A Foreign Office spokesman said: ‘We are urgently investigating an incident in Munich and stand ready to provide assistance to British Nationals.’

UK Foreign Secretary Boris Johnson tweeted: ‘Deeply shocked & saddened by #Munich shootings. My thoughts are w/ the victims, their loved ones & all #Germany at this time.’

German premier Angela Merkel was receiving updates on the situation yesterday and is due to meet officials today to be brief on the latest.

US President Barack Obama pledged support to Germany in the wake of the deadly shooting rampage, as officials said they were working to determine if any American citizens were affected.

Obama, speaking at a meeting with law enforcement officials, said: ‘Our hearts go out to those who may have been injured. It’s still an active situation, and Germany’s one of our closest allies, so we are going to pledge all the support that they may need in dealing with these circumstances.’

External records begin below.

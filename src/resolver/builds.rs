//! Picks the build a new actor runs.

use super::error::ResolveError;
use crate::model::{tags, Build, Environment, ACCESS_PUBLIC, CURRENT_TRUE, TAG_ACCESS, TAG_CURRENT, TAG_NAME};
use crate::orchestrator::OrchestrationApi;
use tracing::{debug, instrument, warn};

/// Resolves the build currently marked live for an actor name.
#[derive(Clone)]
pub struct BuildResolver<A> {
    api: A,
}

impl<A: OrchestrationApi> BuildResolver<A> {
    pub fn new(api: A) -> Self {
        Self { api }
    }

    /// Returns the public build tagged `current: "true"` for `name`.
    ///
    /// If the upload pipeline left several current builds behind, the one with
    /// the smallest id wins so every caller agrees.
    #[instrument(skip(self))]
    pub async fn resolve_current_build(
        &self,
        env: &Environment,
        name: &str,
    ) -> Result<Build, ResolveError> {
        let filter = tags([
            (TAG_NAME, name),
            (TAG_CURRENT, CURRENT_TRUE),
            (TAG_ACCESS, ACCESS_PUBLIC),
        ]);
        let builds: Vec<Build> = self
            .api
            .list_builds(env, &filter)
            .await?
            .into_iter()
            .filter(Build::is_public)
            .collect();

        if builds.len() > 1 {
            let ids: Vec<&str> = builds.iter().map(|b| b.id.as_str()).collect();
            warn!(name, ?ids, "Multiple current builds");
        }

        let build = builds
            .into_iter()
            .min_by(|a, b| a.id.cmp(&b.id))
            .ok_or_else(|| ResolveError::BuildNotFound {
                name: name.to_string(),
            })?;
        debug!(build_id = %build.id, "Current build");
        Ok(build)
    }
}
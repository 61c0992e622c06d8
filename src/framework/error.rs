//! # Upstream Errors
//!
//! Failures reported by a collaborator (orchestration API or storage engine)
//! rather than by the core itself. Components wrap this in their own error type.

/// Errors raised while talking to a backend service.
#[derive(Debug, Clone, thiserror::Error, PartialEq, Eq)]
pub enum UpstreamError {
    #[error("Service closed")]
    Closed,
    #[error("Service dropped response channel")]
    Dropped,
    #[error("Request rejected: {0}")]
    Rejected(String),
}
use super::key::Key;

/// Results keyed by [`Key`], in the order the engine returned them.
///
/// Lookup uses structural key equality, so a freshly built key finds an entry
/// returned by the engine even when it contains arrays or objects.
#[derive(Debug, Clone, PartialEq)]
pub struct KeyMap<V> {
    entries: Vec<(Key, V)>,
}

impl<V> Default for KeyMap<V> {
    fn default() -> Self {
        Self {
            entries: Vec::new(),
        }
    }
}

impl<V> KeyMap<V> {
    pub fn new() -> Self {
        Self::default()
    }

    pub fn get(&self, key: &Key) -> Option<&V> {
        self.entries.iter().find(|(k, _)| k == key).map(|(_, v)| v)
    }

    pub fn contains_key(&self, key: &Key) -> bool {
        self.get(key).is_some()
    }

    pub fn len(&self) -> usize {
        self.entries.len()
    }

    pub fn is_empty(&self) -> bool {
        self.entries.is_empty()
    }

    pub fn keys(&self) -> impl Iterator<Item = &Key> {
        self.entries.iter().map(|(k, _)| k)
    }

    pub fn values(&self) -> impl Iterator<Item = &V> {
        self.entries.iter().map(|(_, v)| v)
    }

    pub fn iter(&self) -> impl Iterator<Item = (&Key, &V)> {
        self.entries.iter().map(|(k, v)| (k, v))
    }

    pub fn into_vec(self) -> Vec<(Key, V)> {
        self.entries
    }
}

impl<V> FromIterator<(Key, V)> for KeyMap<V> {
    fn from_iter<I: IntoIterator<Item = (Key, V)>>(iter: I) -> Self {
        Self {
            entries: iter.into_iter().collect(),
        }
    }
}

impl<V> IntoIterator for KeyMap<V> {
    type Item = (Key, V);
    type IntoIter = std::vec::IntoIter<(Key, V)>;

    fn into_iter(self) -> Self::IntoIter {
        self.entries.into_iter()
    }
}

The shooting comes just days after a teenage asylum seeker went on the rampage with an axe and a knife on a regional train in Germany, injuring nine people.

Interior Minister Thomas de Maiziere said that teenager was believed to be a ‘lone wolf’ attacker who appeared to have been ‘inspired’ by the Islamic State group but was not a member of the jihadist network.

Authorities said he shouted ‘Allahu akbar’ three times as he ran through the carriage slashing passengers on the train near the southern city of Wuerzburg.

The attacker is believed to be either Afghan or Pakistani and investigators are still trying to determine his identity.

The train rampage triggered calls by politicians in Bavaria, of which Munich is the capital, to impose an upper limit on the number of refugees coming into the country.

The assailant had arrived as an unaccompanied minor in Germany in June 2015 and had been staying with a foster family in the region of the attack for the last two weeks.

A record 1.1million migrants and refugees were let in to Germany last year, with Syrians making up the largest group followed by Afghans.

In the latest attack in France, 31-year-old Mohamed Lahouaiej Bouhlel used a truck to mow down 84 people, including children, in the Riviera city of Nice last week.

It was the third major attack on French soil in the past 18 months, after the jihadist carnage in Paris in November and the shootings at satirical magazine Charlie Hebdo and a kosher supermarket in January 2015.

In March, Islamic State-claimed suicide bomb attacks at Brussels airport and a city metro station left 32 people dead.

Meanwhile, in May in Germany, a mentally unstable 27-year-old man carried out a knife attack on a regional train in the south of the country, killing one person and injuring three others.

Back in Munich, the shopping centre is next to the Munich Olympic stadium, where the Palestinian militant group Black September took 11 Israeli athletes hostage and eventually killed them during the 1972 Olympic Games.

And Friday marked the fifth anniversary of the massacre in Oslo, Norway, by far-right extremist Anders Breivik, who killed 77 people, 69 of them at a youth summer camp.